This is a complex subject and there are many ways to look at it. I think this continues to be a point of discussion (deservedly so) because it really will set up investor expectations, real returns, how we expect this secular bear to play out ... etc.
So here are some points I want to make up front before diving into my spiel:
1) I am NOT expecting any kind of agreement here from anybody
In fact I am expecting more than a small number of rebuttals. I am thinking of checklist34 in particular :). And you know what, THAT'S OKAY! There are many ways to look at this complex subject. And reasonable people with differing opinions can come to legitimately different conclusions. We are all here to discuss, debate and learn.
My only request is that any discussion stays on point and civil
2) My purpose in writing this is NOT to convince anybody of anything
I have looked at this issue and thought about it ever since March 2009, as likely has anybody who will read this. I have an opinion and a viewpoint and I am sharing it. That's it.
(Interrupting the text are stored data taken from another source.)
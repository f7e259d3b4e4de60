//! HTTP transport boundary and the caching middleware.
//!
//! All network I/O flows through the [`HttpTransport`] trait so unit tests
//! can run against an in-memory mock instead of loopback servers. The
//! production transport is reqwest with pooled connections, a 30 s connect
//! timeout, a 10 s request timeout, and per-host DNS overrides. When caching
//! is enabled the transport is wrapped in [`CachingTransport`], which honors
//! the request `Cache-Control` header and marks cache hits with
//! `X-From-Cache: 1`.

use std::collections::HashMap;
use std::net::{IpAddr, SocketAddr};
use std::sync::Arc;
use std::time::Duration;

use async_trait::async_trait;
use thiserror::Error;

use crate::cache::{now_secs, DiskCache, Envelope};

/// Response header set on entries served from the local cache.
pub const FROM_CACHE_HEADER: &str = "X-From-Cache";

/// Weak validator sent alongside freshness-bounded requests.
pub const WEAK_ETAG: &str = "W/\"00000000000000000000000000000000-1\"";

/// Minimal HTTP method enum.
#[derive(Debug, Clone, Copy, PartialEq, Eq, Hash)]
pub enum HttpMethod {
    Get,
    Post,
    Put,
    Delete,
}

impl HttpMethod {
    #[must_use]
    pub fn as_str(self) -> &'static str {
        match self {
            HttpMethod::Get => "GET",
            HttpMethod::Post => "POST",
            HttpMethod::Put => "PUT",
            HttpMethod::Delete => "DELETE",
        }
    }
}

/// HTTP headers represented as key/value pairs.
///
/// Header names are treated case-insensitively by helper functions.
pub type HttpHeaders = Vec<(String, String)>;

/// A minimal HTTP request.
#[derive(Debug, Clone, PartialEq, Eq)]
pub struct HttpRequest {
    pub method: HttpMethod,
    pub url: String,
    pub headers: HttpHeaders,
    pub body: Vec<u8>,
}

/// A minimal HTTP response.
#[derive(Debug, Clone, PartialEq, Eq)]
pub struct HttpResponse {
    pub status: u16,
    pub headers: HttpHeaders,
    pub body: Vec<u8>,
}

impl HttpResponse {
    #[must_use]
    pub fn header(&self, name: &str) -> Option<&str> {
        header_get(&self.headers, name)
    }

    /// True when the response was served from the local cache.
    #[must_use]
    pub fn from_cache(&self) -> bool {
        self.header(FROM_CACHE_HEADER) == Some("1")
    }
}

#[derive(Debug, Error)]
pub enum HttpError {
    #[error("http transport error: {0}")]
    Transport(String),

    #[error("no mock response registered for {method} {url}")]
    NoMockResponse { method: String, url: String },
}

/// Transport boundary for all HTTP I/O.
#[async_trait]
pub trait HttpTransport: Send + Sync {
    async fn send(&self, request: HttpRequest) -> Result<HttpResponse, HttpError>;
}

/// Get the first header value matching `name` (case-insensitive).
#[must_use]
pub fn header_get<'a>(headers: &'a [(String, String)], name: &str) -> Option<&'a str> {
    headers
        .iter()
        .find(|(k, _)| k.eq_ignore_ascii_case(name))
        .map(|(_, v)| v.as_str())
}
//! Flotilla CLI - bulk administration across a fleet of GitLab instances.

mod commands;
mod output;
mod prompt;
mod runtime;

use std::path::PathBuf;

use clap::{Args, Parser, Subcommand};
use tracing_subscriber::EnvFilter;

use crate::runtime::Runtime;

#[derive(Parser)]
#[command(name = "flotilla")]
#[command(version)]
#[command(about = "GitLab bulk administration tool")]
#[command(
    long_about = "Flotilla drives uniform administrative queries and mutations across a \
fleet of GitLab instances described by a single configuration file. Results \
are aggregated across hosts, grouped, ordered, and printed as tables or CSV; \
per-host failures are reported after the output without aborting the rest of \
the fleet."
)]
#[command(after_long_help = r#"EXAMPLES
    List users across the fleet, grouped by username:
        $ flotilla users list --group_by username

    Find one user everywhere, bypassing the cache:
        $ flotilla -u users search --by username '^deploy-bot$'

    Protect the main branch on every project:
        $ flotilla projects branches protect --name main --push_access_level 40 --force

    Check version drift:
        $ flotilla versions

CONFIGURATION
    Flotilla reads ~/.config/flotilla/config.yaml unless --config is given.
    Hosts are grouped as team -> project -> name; the -f/--filter regex
    selects hosts by their team.project.name identity.
"#)]
struct Cli {
    #[command(flatten)]
    global: GlobalArgs,

    #[command(subcommand)]
    command: Commands,
}

#[derive(Debug, Clone, Args)]
struct GlobalArgs {
    /// Path to the configuration file
    #[arg(long, global = true)]
    config: Option<PathBuf>,

    /// Number of concurrent requests across the fleet
    #[arg(long, global = true)]
    threads: Option<usize>,

    /// Override the cache TTL from the config file (e.g. "24h", "0")
    #[arg(long, global = true)]
    ttl: Option<String>,

    /// Select hosts by regexp over team.project.name
    #[arg(short = 'f', long, global = true)]
    filter: Option<String>,

    /// Show all hosts in grouped output instead of the first five
    #[arg(short = 'a', long, global = true)]
    all: bool,

    /// Only log messages with the given severity or above
    #[arg(long, global = true, default_value = "info")]
    log_level: String,

    /// Refresh the cache: force revalidation of every request
    #[arg(short = 'u', long, global = true)]
    update: bool,

    /// Verbose output (debug logging)
    #[arg(short = 'v', long, global = true)]
    verbose: bool,
}

#[derive(Subcommand)]
enum Commands {
    /// Cache management
    Cache {
        #[command(subcommand)]
        action: commands::cache::CacheAction,
    },
    /// Information about the current configuration
    Config {
        #[command(subcommand)]
        action: commands::config::ConfigAction,
    },
    /// Information about the current build
    Info,
    /// Projects API
    Projects {
        #[command(subcommand)]
        action: commands::projects::ProjectsAction,
    },
    /// Users API
    Users {
        #[command(subcommand)]
        action: commands::users::UsersAction,
    },
    /// Current API user on every host
    Whoami,
    /// Personal access tokens API
    Tokens {
        #[command(subcommand)]
        action: commands::tokens::TokensAction,
    },
    /// Retrieve version information for the fleet
    Versions,
    /// Generate shell completion scripts
    Completions {
        /// Shell to generate completions for
        shell: clap_complete::Shell,
    },
}

fn init_logging(args: &GlobalArgs) {
    let level = if args.verbose {
        "debug"
    } else {
        args.log_level.as_str()
    };
    let filter = EnvFilter::try_from_default_env()
        .unwrap_or_else(|_| EnvFilter::new(format!("flotilla={level},flotilla_cli={level}")));

    tracing_subscriber::fmt()
        .with_env_filter(filter)
        .with_target(false)
        .without_time()
        .with_writer(std::io::stderr)
        .init();
}

#[tokio::main]
async fn main() {
    let cli = Cli::parse();
    init_logging(&cli.global);

    if let Commands::Completions { shell } = cli.command {
        use clap::CommandFactory;
        let mut cmd = Cli::command();
        let name = cmd.get_name().to_string();
        clap_complete::generate(shell, &mut cmd, name, &mut std::io::stdout());
        return;
    }

    if let Err(err) = run(cli).await {
        tracing::error!("{err:#}");
        std::process::exit(1);
    }
}

async fn run(cli: Cli) -> anyhow::Result<()> {
    if let Commands::Info = cli.command {
        println!(
            "{} version {}",
            env!("CARGO_PKG_NAME"),
            env!("CARGO_PKG_VERSION")
        );
        return Ok(());
    }

    let rt = Runtime::new(
        cli.global.config.as_deref(),
        cli.global.filter.as_deref(),
        cli.global.threads,
        cli.global.ttl.as_deref(),
        cli.global.update,
        cli.global.all,
    )?;

    match cli.command {
        Commands::Cache { action } => commands::cache::run(&rt, action),
        Commands::Config { action } => commands::config::run(&rt, action),
        Commands::Projects { action } => commands::projects::run(&rt, action).await,
        Commands::Users { action } => commands::users::run(&rt, action).await,
        Commands::Whoami => commands::users::whoami(&rt).await,
        Commands::Tokens { action } => commands::tokens::run(&rt, action).await,
        Commands::Versions => commands::versions::run(&rt).await,
        Commands::Info | Commands::Completions { .. } => Ok(()),
    }
}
Whether you read it and say "I agree", or "That's complete BS", or even "Rehashing. So where's the pot?" is immaterial to me. I am expressing a viewpoint. Nothing more, nothing less.
So what are we talking about? This chart (or one of a million that are similar):
Does this chart represent a meaningful PE bottom? Well, the answer looks like 'no', but others would argue (and so do I) that looking at the PE chart of the S&P 500 in simply nominal terms does not tell the whole story.
I have provided two variants on the above chart over a year ago that I have updated periodically. It is based on Professor Shiller's data. Please see this post: Macro Thoughts and Observations. Is the Bear Market Dead? Is this the Start of a new Secular Bull Market?
The data is from Professor Shiller's data.
P/E and Dividend History in Nominal Terms:
P/E and Dividend History in Real Terms using Professor Shiller's Cyclically Adjusted PE (Real P/E measured by rolling 10 year earnings):
My argument in that the second chart is the far more useful of the two. Using Professor Shiller's CAPE shows that the pullback in valuations was much more severe than simply looking at it in nominal terms. And I think this is more accurate.
But the observation remains that even using CAPE, the valuation bottom in 2009 basically took the PE from highly overvalued to average values. There was no undershoot to single digits (a P/E of 5-7).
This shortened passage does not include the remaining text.